---- Records supplied
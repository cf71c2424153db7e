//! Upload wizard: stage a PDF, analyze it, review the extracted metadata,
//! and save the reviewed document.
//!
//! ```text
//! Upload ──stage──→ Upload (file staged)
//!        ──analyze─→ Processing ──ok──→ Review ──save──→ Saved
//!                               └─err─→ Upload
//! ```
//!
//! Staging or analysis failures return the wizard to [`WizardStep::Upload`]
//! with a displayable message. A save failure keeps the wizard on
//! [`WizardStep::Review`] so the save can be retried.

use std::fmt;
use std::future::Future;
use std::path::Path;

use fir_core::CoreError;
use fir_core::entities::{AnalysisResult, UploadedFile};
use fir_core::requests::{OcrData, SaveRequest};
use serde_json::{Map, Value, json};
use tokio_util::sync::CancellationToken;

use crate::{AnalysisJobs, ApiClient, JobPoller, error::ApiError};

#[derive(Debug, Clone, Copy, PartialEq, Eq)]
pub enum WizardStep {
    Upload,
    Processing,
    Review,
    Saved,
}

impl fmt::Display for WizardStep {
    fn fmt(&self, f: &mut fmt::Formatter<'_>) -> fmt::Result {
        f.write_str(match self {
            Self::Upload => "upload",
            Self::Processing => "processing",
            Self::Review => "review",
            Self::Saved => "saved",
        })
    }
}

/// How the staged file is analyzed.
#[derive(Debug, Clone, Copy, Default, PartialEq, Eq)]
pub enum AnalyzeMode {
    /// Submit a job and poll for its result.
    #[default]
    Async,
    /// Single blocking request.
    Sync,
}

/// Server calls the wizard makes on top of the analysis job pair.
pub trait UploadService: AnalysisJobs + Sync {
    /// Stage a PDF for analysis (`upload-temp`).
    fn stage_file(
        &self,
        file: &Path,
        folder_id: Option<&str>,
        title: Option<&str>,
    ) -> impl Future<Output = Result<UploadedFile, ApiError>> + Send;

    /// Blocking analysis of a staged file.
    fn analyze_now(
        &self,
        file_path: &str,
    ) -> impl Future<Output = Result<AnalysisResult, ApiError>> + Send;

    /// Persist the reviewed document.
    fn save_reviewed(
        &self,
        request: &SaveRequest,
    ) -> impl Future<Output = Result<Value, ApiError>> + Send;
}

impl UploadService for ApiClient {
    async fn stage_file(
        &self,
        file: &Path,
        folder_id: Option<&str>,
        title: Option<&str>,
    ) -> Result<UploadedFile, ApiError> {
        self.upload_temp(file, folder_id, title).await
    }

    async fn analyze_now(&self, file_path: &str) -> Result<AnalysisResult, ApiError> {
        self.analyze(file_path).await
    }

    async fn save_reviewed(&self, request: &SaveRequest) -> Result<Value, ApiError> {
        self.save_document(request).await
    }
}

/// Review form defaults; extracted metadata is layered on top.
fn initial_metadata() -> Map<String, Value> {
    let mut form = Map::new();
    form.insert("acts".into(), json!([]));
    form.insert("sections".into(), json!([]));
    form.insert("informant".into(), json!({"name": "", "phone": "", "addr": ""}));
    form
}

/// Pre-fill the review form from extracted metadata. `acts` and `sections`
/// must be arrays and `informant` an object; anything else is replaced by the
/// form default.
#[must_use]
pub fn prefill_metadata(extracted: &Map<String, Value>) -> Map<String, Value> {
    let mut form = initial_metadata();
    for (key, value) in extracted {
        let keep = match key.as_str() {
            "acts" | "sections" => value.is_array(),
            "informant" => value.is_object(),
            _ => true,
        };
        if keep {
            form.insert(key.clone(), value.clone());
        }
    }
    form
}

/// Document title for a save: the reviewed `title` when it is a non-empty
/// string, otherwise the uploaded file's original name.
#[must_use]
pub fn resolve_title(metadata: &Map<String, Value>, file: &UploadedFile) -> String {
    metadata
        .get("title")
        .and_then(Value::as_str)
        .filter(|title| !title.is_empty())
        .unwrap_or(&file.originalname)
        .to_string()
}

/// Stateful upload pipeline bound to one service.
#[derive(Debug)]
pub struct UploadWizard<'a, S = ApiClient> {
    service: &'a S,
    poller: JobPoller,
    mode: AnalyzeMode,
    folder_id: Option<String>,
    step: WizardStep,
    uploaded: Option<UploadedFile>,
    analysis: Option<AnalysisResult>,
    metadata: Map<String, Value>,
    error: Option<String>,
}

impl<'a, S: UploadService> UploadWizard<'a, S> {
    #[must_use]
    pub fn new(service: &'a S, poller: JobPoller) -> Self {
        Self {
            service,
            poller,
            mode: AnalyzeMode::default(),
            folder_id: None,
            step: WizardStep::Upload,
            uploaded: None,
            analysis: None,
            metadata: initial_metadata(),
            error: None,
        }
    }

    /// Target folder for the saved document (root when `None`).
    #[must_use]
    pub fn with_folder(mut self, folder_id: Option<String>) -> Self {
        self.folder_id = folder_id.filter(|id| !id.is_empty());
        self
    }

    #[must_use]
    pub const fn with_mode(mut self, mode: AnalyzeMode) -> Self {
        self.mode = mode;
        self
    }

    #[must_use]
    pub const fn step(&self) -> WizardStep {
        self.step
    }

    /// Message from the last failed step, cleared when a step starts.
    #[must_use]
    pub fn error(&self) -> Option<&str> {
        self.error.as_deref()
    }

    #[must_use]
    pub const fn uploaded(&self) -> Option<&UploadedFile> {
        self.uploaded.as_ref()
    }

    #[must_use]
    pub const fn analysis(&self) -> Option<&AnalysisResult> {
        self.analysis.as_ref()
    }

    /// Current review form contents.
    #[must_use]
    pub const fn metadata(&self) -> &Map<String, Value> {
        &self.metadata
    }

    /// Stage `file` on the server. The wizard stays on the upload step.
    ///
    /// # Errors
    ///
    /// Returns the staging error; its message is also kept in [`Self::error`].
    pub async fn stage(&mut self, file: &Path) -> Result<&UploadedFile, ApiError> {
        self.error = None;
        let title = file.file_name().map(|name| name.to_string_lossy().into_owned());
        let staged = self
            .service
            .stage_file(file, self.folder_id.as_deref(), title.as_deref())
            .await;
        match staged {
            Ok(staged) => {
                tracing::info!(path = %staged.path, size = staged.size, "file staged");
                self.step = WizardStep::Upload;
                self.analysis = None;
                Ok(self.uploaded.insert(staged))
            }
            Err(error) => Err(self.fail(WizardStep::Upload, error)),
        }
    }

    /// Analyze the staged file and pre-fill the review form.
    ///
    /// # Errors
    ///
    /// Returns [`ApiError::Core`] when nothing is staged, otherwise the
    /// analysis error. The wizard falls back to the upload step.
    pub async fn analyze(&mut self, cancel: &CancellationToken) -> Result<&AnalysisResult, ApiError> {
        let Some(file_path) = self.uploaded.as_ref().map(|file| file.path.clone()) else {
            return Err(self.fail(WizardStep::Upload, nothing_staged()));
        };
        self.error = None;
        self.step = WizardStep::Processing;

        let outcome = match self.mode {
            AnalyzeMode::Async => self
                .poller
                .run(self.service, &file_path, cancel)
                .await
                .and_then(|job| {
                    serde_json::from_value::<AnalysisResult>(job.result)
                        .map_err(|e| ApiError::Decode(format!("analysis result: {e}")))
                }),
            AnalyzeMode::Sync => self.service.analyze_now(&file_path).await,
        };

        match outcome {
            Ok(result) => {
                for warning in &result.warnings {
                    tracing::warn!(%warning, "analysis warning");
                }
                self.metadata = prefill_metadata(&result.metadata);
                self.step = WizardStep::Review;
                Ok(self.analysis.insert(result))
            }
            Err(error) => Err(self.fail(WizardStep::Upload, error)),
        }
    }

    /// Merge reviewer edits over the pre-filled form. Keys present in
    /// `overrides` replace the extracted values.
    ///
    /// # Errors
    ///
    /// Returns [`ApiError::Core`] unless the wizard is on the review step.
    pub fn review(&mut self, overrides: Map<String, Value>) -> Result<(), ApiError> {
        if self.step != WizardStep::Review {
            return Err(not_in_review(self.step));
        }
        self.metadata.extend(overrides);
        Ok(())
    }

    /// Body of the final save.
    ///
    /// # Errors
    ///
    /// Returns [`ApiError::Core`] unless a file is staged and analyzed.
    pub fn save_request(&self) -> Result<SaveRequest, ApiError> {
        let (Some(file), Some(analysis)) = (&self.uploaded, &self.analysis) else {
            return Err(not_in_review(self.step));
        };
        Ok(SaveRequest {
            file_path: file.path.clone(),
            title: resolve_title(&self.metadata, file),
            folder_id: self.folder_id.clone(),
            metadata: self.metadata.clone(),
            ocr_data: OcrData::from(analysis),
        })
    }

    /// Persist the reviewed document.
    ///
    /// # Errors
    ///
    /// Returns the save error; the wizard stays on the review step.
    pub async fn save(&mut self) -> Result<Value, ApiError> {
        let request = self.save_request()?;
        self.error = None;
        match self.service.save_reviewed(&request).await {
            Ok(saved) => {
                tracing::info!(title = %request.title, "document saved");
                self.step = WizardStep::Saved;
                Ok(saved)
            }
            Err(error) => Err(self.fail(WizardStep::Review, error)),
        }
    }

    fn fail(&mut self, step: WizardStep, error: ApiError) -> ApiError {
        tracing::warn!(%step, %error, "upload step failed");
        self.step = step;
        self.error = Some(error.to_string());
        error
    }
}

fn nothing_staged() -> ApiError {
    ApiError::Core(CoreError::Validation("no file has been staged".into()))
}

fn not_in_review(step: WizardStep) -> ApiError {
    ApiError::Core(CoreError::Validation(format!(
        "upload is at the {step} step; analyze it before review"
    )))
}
--------
---- Records supplied
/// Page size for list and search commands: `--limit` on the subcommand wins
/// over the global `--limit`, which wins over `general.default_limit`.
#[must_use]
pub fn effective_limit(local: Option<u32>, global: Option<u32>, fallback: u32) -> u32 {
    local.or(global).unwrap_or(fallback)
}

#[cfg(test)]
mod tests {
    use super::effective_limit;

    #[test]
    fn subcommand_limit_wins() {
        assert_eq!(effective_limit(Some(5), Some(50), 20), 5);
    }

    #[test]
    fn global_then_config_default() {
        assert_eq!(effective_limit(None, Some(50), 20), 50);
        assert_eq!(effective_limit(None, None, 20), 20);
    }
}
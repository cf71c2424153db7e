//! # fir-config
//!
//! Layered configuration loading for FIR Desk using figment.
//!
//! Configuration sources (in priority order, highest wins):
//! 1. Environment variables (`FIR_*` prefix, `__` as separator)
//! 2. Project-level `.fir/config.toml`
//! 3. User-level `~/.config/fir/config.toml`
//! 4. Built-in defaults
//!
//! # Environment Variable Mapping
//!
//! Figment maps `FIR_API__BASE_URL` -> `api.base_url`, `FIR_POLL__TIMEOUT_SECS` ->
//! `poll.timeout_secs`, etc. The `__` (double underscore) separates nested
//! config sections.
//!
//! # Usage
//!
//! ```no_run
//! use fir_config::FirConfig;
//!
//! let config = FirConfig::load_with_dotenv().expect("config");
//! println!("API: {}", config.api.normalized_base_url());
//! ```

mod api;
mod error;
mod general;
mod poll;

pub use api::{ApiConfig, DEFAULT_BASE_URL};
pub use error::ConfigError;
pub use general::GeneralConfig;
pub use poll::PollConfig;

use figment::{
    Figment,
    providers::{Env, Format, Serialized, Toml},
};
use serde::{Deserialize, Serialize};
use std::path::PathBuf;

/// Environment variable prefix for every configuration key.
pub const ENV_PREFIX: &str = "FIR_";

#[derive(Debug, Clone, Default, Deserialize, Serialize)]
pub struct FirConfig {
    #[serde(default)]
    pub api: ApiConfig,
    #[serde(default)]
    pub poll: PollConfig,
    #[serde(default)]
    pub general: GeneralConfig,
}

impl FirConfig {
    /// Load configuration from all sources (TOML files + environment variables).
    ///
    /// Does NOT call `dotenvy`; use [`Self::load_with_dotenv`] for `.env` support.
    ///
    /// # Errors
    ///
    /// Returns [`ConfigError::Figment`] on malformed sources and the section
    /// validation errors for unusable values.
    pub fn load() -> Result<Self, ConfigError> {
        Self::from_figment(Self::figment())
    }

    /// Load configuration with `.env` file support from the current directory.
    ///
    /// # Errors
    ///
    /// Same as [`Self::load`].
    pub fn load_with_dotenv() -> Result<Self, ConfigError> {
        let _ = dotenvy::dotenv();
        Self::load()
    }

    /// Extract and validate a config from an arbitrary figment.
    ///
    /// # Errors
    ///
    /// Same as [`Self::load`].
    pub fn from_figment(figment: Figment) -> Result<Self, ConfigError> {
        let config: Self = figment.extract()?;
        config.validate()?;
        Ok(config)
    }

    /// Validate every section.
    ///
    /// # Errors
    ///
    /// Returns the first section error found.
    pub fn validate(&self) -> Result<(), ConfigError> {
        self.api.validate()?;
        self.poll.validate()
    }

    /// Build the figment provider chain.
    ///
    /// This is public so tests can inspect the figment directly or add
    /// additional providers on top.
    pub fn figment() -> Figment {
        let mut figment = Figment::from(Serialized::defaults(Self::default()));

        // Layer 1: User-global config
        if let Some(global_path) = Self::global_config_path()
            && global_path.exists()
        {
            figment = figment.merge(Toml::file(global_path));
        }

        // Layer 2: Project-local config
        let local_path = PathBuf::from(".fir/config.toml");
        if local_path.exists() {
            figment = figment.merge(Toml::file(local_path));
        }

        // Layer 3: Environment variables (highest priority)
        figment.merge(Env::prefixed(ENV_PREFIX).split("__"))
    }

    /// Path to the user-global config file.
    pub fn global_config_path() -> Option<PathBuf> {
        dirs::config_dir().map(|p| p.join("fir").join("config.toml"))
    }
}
--------
Work to complete:
How many lines in the records contain the string "sources"? Give the number by itself.

Answer to the problem:
3